>>>>>

use async_trait::async_trait;
use sqlx::{Postgres, QueryBuilder};
use time::OffsetDateTime;
use uuid::Uuid;

use crate::{
    application::repos::{
        NewProduct, ProductChanges, ProductFilter, ProductsRepo, ProductsWriteRepo, RepoError,
    },
    domain::entities::ProductRecord,
    domain::types::ContentStatus,
};

use super::PostgresRepositories;
use super::util::{map_sqlx_error, require_row};

const PRODUCT_COLUMNS: &str = "id, slug, name, description, image, category, price, link, \
     status, talent_id, created_at, updated_at";

#[derive(sqlx::FromRow)]
struct ProductRow {
    id: Uuid,
    slug: String,
    name: String,
    description: String,
    image: Option<String>,
    category: String,
    price: i64,
    link: Option<String>,
    status: ContentStatus,
    talent_id: Uuid,
    created_at: OffsetDateTime,
    updated_at: OffsetDateTime,
}

impl From<ProductRow> for ProductRecord {
    fn from(row: ProductRow) -> Self {
        Self {
            id: row.id,
            slug: row.slug,
            name: row.name,
            description: row.description,
            image: row.image,
            category: row.category,
            price: row.price,
            link: row.link,
            status: row.status,
            talent_id: row.talent_id,
            created_at: row.created_at,
            updated_at: row.updated_at,
        }
    }
}

#[async_trait]
impl ProductsRepo for PostgresRepositories {
    async fn find_product_by_id(&self, id: Uuid) -> Result<Option<ProductRecord>, RepoError> {
        let row = sqlx::query_as::<_, ProductRow>(&format!(
            "SELECT {PRODUCT_COLUMNS} FROM products WHERE id = $1"
        ))
        .bind(id)
        .fetch_optional(self.pool())
        .await
        .map_err(map_sqlx_error)?;

        Ok(row.map(ProductRecord::from))
    }

    async fn find_product_by_slug(&self, slug: &str) -> Result<Option<ProductRecord>, RepoError> {
        let row = sqlx::query_as::<_, ProductRow>(&format!(
            "SELECT {PRODUCT_COLUMNS} FROM products WHERE slug = $1"
        ))
        .bind(slug)
        .fetch_optional(self.pool())
        .await
        .map_err(map_sqlx_error)?;

        Ok(row.map(ProductRecord::from))
    }

    async fn list_products(&self, filter: &ProductFilter) -> Result<Vec<ProductRecord>, RepoError> {
        let mut qb = QueryBuilder::<Postgres>::new(format!(
            "SELECT {PRODUCT_COLUMNS} FROM products WHERE 1=1 "
        ));
        if let Some(status) = filter.status {
            qb.push(" AND status = ");
            qb.push_bind(status);
        }
        if let Some(talent_id) = filter.talent_id {
            qb.push(" AND talent_id = ");
            qb.push_bind(talent_id);
        }
        qb.push(" ORDER BY created_at DESC, id DESC");

        let rows = qb
            .build_query_as::<ProductRow>()
            .fetch_all(self.pool())
            .await
            .map_err(map_sqlx_error)?;
        Ok(rows.into_iter().map(ProductRecord::from).collect())
    }
}

#[async_trait]
impl ProductsWriteRepo for PostgresRepositories {
    async fn create_product(&self, params: NewProduct) -> Result<ProductRecord, RepoError> {
        let NewProduct {
            slug,
            name,
            description,
            image,
            category,
            price,
            link,
            status,
            talent_id,
        } = params;

        let row = sqlx::query_as::<_, ProductRow>(&format!(
            "INSERT INTO products (id, slug, name, description, image, category, price, link, \
             status, talent_id, created_at, updated_at) \
             VALUES ($1, $2, $3, $4, $5, $6, $7, $8, $9, $10, $11, $11) \
             RETURNING {PRODUCT_COLUMNS}"
        ))
        .bind(Uuid::new_v4())
        .bind(slug)
        .bind(name)
        .bind(description)
        .bind(image)
        .bind(category)
        .bind(price)
        .bind(link)
        .bind(status)
        .bind(talent_id)
        .bind(OffsetDateTime::now_utc())
        .fetch_one(self.pool())
        .await
        .map_err(map_sqlx_error)?;

        Ok(ProductRecord::from(row))
    }

    async fn update_product(&self, params: ProductChanges) -> Result<ProductRecord, RepoError> {
        let ProductChanges {
            id,
            name,
            description,
            image,
            category,
            price,
            link,
            status,
        } = params;

        let row = sqlx::query_as::<_, ProductRow>(&format!(
            "UPDATE products SET name = $2, description = $3, image = $4, category = $5, \
             price = $6, link = $7, status = $8, updated_at = $9 \
             WHERE id = $1 \
             RETURNING {PRODUCT_COLUMNS}"
        ))
        .bind(id)
        .bind(name)
        .bind(description)
        .bind(image)
        .bind(category)
        .bind(price)
        .bind(link)
        .bind(status)
        .bind(OffsetDateTime::now_utc())
        .fetch_optional(self.pool())
        .await
        .map_err(map_sqlx_error)?;

        require_row(row).map(ProductRecord::from)
    }

    async fn update_product_status(
        &self,
        id: Uuid,
        status: ContentStatus,
    ) -> Result<ProductRecord, RepoError> {
        let row = sqlx::query_as::<_, ProductRow>(&format!(
            "UPDATE products SET status = $2, updated_at = $3 WHERE id = $1 \
             RETURNING {PRODUCT_COLUMNS}"
        ))
        .bind(id)
        .bind(status)
        .bind(OffsetDateTime::now_utc())
        .fetch_optional(self.pool())
        .await
        .map_err(map_sqlx_error)?;

        require_row(row).map(ProductRecord::from)
    }

    async fn delete_product(&self, id: Uuid) -> Result<ProductRecord, RepoError> {
        let row = sqlx::query_as::<_, ProductRow>(&format!(
            "DELETE FROM products WHERE id = $1 RETURNING {PRODUCT_COLUMNS}"
        ))
        .bind(id)
        .fetch_optional(self.pool())
        .await
        .map_err(map_sqlx_error)?;

        require_row(row).map(ProductRecord::from)
    }
}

<<<<<

- _Work order_
Taking the material above, count every line in which the word "ContentStatus" appears; answer with the number alone.

- _Response_
3